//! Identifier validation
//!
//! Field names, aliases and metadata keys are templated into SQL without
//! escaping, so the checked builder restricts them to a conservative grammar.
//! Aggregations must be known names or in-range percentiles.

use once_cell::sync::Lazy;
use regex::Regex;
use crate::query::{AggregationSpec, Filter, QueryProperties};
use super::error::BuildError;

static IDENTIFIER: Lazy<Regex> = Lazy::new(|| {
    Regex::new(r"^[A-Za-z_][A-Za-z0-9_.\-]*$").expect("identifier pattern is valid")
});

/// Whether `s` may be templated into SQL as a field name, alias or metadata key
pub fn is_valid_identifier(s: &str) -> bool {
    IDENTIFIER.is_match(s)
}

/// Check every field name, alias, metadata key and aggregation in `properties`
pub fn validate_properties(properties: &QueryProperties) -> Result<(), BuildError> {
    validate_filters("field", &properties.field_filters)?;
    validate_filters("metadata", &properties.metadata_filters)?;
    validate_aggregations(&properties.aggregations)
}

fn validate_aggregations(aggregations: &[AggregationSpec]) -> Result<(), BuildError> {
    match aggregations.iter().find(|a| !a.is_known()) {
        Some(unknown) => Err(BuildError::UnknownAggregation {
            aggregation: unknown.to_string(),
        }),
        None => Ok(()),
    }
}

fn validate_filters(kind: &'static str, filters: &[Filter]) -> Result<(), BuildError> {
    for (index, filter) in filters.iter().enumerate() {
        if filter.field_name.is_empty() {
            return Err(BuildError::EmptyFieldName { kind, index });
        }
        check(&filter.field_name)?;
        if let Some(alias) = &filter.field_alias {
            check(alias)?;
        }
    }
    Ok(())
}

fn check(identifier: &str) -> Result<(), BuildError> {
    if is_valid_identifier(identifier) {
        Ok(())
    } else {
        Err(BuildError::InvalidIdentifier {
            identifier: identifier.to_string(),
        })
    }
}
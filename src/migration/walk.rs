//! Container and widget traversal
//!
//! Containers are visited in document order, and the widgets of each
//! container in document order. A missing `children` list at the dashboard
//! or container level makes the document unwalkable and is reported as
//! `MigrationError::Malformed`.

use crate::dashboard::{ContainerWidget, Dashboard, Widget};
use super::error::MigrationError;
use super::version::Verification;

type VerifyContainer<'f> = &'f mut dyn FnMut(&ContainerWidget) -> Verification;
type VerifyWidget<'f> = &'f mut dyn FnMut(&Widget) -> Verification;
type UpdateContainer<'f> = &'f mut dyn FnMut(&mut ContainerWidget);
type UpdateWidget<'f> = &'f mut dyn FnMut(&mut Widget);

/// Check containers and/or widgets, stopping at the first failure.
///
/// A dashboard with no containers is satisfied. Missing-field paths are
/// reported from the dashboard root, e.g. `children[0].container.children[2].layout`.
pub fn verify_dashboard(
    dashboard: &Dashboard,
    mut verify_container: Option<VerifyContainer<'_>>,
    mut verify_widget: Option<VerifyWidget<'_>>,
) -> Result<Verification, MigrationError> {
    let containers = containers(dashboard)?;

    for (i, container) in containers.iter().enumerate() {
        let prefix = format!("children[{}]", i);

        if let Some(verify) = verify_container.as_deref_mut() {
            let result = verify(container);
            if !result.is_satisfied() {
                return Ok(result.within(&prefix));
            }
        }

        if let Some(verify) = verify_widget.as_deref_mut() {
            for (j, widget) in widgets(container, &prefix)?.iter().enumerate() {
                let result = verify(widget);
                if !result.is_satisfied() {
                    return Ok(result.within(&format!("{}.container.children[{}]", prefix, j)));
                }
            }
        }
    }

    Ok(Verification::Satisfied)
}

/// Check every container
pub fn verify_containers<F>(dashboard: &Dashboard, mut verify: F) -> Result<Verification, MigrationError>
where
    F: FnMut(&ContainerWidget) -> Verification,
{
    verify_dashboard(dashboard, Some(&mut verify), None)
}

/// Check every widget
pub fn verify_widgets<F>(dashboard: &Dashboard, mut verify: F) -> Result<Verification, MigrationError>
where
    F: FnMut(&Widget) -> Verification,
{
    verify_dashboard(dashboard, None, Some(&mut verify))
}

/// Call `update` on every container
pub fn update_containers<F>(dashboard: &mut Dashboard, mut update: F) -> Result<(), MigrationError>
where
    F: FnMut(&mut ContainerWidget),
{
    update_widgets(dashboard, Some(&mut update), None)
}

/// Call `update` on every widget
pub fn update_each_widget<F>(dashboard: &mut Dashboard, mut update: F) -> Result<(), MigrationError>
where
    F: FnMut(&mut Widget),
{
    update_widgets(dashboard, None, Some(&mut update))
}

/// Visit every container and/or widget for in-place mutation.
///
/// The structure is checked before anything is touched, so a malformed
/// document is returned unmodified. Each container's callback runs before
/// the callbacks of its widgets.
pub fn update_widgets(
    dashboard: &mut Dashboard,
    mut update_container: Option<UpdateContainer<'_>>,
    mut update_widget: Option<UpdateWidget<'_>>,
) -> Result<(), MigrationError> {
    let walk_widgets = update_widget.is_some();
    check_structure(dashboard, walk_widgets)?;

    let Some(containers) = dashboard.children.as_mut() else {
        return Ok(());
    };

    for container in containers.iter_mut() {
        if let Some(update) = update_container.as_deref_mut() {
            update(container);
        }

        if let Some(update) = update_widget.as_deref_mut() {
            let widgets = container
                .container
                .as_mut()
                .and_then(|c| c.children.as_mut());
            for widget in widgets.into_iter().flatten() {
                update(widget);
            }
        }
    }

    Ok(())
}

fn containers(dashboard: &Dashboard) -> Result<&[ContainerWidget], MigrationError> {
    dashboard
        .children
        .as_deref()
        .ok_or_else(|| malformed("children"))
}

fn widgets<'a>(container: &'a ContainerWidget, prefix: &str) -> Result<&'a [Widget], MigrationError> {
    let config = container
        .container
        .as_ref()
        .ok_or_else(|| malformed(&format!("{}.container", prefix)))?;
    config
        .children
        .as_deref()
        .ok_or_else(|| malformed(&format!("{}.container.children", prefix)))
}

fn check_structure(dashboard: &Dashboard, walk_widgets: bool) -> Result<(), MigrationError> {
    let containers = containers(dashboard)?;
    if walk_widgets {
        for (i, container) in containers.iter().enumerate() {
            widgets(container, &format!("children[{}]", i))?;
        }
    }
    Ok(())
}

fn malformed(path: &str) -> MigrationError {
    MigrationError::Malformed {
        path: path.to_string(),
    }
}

...

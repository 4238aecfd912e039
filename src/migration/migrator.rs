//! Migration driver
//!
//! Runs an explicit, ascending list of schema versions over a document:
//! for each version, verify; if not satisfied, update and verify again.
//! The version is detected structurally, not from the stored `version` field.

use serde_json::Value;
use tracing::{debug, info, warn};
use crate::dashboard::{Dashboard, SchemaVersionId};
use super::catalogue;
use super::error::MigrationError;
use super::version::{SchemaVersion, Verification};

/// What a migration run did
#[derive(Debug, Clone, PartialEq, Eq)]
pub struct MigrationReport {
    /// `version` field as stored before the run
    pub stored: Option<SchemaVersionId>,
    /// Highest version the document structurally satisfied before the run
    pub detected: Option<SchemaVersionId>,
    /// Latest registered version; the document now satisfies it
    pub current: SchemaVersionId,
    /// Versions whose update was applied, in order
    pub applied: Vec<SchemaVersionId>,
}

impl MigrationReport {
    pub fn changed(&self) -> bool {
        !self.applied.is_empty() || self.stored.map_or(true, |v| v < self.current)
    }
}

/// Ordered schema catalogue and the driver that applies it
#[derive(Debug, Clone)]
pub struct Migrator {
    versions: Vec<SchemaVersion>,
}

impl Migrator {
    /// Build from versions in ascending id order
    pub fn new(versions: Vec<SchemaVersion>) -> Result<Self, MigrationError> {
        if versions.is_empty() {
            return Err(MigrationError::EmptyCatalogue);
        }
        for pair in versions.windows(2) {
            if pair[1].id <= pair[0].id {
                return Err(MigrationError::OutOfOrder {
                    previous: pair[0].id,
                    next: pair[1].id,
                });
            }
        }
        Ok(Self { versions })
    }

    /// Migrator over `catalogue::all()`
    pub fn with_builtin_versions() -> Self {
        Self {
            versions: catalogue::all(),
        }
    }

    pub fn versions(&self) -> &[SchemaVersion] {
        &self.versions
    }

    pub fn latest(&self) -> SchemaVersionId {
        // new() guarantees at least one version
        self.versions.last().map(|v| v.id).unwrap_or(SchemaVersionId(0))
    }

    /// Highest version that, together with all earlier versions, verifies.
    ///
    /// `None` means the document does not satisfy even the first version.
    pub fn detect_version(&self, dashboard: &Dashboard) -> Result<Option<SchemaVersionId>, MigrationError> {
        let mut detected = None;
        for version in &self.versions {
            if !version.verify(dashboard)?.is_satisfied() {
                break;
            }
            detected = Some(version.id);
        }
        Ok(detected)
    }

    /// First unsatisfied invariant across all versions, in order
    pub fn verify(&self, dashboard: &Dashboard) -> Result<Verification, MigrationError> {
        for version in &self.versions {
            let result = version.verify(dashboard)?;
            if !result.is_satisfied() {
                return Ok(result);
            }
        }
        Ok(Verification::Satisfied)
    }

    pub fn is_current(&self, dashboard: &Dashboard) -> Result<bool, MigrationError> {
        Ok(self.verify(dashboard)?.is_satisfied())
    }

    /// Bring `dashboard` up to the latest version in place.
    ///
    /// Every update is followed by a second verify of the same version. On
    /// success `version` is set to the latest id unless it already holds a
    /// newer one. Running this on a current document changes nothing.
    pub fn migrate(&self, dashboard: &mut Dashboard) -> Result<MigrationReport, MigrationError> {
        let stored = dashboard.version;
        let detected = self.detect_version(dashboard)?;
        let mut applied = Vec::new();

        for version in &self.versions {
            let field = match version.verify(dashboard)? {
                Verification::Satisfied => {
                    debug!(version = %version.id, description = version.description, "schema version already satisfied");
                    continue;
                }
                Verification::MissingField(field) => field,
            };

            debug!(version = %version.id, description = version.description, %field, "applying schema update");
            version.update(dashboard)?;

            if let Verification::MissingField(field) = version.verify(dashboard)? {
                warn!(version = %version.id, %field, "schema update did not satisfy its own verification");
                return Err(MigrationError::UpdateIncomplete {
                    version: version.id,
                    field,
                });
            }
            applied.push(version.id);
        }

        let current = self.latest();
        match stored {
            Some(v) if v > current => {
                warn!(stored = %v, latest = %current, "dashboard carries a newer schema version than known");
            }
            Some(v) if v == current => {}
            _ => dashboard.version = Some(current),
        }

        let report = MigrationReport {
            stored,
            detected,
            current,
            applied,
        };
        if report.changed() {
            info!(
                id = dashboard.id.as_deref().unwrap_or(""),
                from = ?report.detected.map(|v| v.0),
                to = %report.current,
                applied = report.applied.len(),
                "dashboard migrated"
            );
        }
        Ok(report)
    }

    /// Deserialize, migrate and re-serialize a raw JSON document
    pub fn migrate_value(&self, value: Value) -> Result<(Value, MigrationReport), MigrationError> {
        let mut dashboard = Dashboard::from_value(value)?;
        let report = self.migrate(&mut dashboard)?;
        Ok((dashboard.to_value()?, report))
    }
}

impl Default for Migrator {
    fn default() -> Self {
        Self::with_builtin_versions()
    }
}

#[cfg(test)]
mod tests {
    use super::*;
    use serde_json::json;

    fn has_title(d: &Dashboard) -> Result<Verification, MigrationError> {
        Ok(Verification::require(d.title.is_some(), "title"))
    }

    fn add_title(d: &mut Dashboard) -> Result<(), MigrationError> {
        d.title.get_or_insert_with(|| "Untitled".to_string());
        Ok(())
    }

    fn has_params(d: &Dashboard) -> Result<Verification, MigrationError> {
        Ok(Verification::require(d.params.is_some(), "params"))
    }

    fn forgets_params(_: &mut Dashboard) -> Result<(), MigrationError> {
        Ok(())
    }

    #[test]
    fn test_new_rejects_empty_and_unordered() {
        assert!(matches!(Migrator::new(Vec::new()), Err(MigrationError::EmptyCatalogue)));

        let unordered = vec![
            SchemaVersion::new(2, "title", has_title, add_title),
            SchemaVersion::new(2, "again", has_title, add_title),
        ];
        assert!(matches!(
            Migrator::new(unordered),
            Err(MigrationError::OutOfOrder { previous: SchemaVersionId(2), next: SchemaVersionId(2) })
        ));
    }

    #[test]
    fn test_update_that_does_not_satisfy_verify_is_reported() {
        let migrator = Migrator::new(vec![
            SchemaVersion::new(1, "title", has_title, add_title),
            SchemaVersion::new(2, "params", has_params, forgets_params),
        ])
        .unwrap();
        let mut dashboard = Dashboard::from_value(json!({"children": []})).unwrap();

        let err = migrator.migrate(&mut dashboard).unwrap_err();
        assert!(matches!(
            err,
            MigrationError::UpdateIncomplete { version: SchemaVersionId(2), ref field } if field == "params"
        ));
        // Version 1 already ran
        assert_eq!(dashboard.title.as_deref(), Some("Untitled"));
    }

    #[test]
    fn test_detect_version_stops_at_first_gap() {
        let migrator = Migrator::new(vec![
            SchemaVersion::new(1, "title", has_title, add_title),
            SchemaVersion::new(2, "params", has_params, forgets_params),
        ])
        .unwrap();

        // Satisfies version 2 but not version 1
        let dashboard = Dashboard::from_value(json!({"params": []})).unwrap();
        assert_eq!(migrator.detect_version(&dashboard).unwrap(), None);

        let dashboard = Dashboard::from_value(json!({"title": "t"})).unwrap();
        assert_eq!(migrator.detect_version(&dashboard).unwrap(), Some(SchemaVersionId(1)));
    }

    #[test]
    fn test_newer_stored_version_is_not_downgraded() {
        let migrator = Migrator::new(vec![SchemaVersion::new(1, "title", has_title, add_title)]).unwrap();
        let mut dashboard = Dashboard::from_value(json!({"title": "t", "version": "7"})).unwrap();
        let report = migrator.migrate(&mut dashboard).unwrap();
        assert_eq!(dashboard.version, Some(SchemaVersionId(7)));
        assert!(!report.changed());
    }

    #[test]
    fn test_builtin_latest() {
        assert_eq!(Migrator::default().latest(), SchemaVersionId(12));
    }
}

--

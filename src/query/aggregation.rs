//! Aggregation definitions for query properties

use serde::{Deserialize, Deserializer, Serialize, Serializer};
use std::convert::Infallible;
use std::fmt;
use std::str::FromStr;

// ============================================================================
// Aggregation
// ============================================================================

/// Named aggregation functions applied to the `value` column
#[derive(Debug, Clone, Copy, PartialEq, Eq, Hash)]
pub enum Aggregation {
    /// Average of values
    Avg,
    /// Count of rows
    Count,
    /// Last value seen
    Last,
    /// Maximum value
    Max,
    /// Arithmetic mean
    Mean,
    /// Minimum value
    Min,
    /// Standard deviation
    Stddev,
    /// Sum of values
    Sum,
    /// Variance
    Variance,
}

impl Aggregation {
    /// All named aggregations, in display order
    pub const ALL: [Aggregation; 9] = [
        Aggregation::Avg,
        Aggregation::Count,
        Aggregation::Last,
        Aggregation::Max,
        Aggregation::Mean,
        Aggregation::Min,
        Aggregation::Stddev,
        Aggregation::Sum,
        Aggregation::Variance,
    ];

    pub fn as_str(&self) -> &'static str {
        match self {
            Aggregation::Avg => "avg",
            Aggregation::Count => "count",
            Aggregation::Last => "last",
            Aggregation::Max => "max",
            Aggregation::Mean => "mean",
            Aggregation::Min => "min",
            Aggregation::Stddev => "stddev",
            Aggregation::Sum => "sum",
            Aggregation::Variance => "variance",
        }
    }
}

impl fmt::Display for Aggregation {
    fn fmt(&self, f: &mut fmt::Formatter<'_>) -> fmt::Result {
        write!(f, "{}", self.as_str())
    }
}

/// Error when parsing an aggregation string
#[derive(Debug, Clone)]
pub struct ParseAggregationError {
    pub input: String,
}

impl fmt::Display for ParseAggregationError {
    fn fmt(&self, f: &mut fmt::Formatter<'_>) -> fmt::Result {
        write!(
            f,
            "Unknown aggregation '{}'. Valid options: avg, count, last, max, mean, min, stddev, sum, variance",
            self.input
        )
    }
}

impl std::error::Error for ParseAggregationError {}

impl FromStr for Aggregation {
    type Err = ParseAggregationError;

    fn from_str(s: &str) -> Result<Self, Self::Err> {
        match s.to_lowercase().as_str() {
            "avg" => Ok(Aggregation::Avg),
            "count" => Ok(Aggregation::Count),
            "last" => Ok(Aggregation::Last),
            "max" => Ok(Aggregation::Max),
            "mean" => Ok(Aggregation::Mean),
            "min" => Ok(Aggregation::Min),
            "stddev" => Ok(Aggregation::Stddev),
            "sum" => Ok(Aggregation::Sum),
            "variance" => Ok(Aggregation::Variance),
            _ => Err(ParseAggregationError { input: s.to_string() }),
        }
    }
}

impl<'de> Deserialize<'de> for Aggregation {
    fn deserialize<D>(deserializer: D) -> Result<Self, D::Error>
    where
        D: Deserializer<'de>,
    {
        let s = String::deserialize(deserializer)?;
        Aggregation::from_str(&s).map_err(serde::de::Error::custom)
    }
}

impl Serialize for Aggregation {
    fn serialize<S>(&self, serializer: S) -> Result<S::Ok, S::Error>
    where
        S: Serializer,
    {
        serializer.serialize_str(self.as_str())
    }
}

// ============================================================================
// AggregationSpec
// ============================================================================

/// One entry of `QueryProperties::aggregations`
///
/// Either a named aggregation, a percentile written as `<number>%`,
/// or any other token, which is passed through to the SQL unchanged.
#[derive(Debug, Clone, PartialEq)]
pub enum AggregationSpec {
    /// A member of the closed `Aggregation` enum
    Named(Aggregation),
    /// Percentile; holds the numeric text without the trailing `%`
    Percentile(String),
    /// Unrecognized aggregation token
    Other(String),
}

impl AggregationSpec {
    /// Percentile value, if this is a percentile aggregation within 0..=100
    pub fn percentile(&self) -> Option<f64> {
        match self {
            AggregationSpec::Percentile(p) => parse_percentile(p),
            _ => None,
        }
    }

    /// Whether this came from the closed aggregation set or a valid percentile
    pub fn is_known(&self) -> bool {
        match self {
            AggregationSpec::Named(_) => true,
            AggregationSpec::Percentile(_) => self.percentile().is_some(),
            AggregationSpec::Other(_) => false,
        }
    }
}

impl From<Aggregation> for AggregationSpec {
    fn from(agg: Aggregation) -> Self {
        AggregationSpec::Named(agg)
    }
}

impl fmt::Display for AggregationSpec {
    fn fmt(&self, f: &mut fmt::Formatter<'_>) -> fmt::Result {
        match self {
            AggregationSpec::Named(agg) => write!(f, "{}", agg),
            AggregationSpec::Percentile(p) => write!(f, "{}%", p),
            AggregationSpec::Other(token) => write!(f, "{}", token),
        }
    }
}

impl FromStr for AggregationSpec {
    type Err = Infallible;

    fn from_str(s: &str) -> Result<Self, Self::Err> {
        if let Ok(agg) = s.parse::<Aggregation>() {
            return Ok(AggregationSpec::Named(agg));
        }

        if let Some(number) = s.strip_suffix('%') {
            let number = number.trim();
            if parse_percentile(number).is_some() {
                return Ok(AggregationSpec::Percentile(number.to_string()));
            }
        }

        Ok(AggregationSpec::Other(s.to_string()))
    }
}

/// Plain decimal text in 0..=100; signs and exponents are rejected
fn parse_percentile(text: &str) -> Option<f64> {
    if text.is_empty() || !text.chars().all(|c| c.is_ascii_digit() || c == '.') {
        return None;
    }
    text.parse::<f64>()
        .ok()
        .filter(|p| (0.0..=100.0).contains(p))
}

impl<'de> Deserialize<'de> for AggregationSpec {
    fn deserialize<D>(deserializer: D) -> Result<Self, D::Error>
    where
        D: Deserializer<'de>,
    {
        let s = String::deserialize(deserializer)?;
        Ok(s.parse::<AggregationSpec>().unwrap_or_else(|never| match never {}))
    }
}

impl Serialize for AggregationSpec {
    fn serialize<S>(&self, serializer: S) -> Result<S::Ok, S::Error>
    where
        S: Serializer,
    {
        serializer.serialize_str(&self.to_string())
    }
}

What is being asked: Only one stretch of the records above is wanted: the lines between the one holding "type VerifyContainer<'f> = &'f" and the one holding "type UpdateContainer<'f> = &'f", inclusive, reproduced exactly.

Answer for the task:
type VerifyContainer<'f> = &'f mut dyn FnMut(&ContainerWidget) -> Verification;
type VerifyWidget<'f> = &'f mut dyn FnMut(&Widget) -> Verification;
type UpdateContainer<'f> = &'f mut dyn FnMut(&mut ContainerWidget);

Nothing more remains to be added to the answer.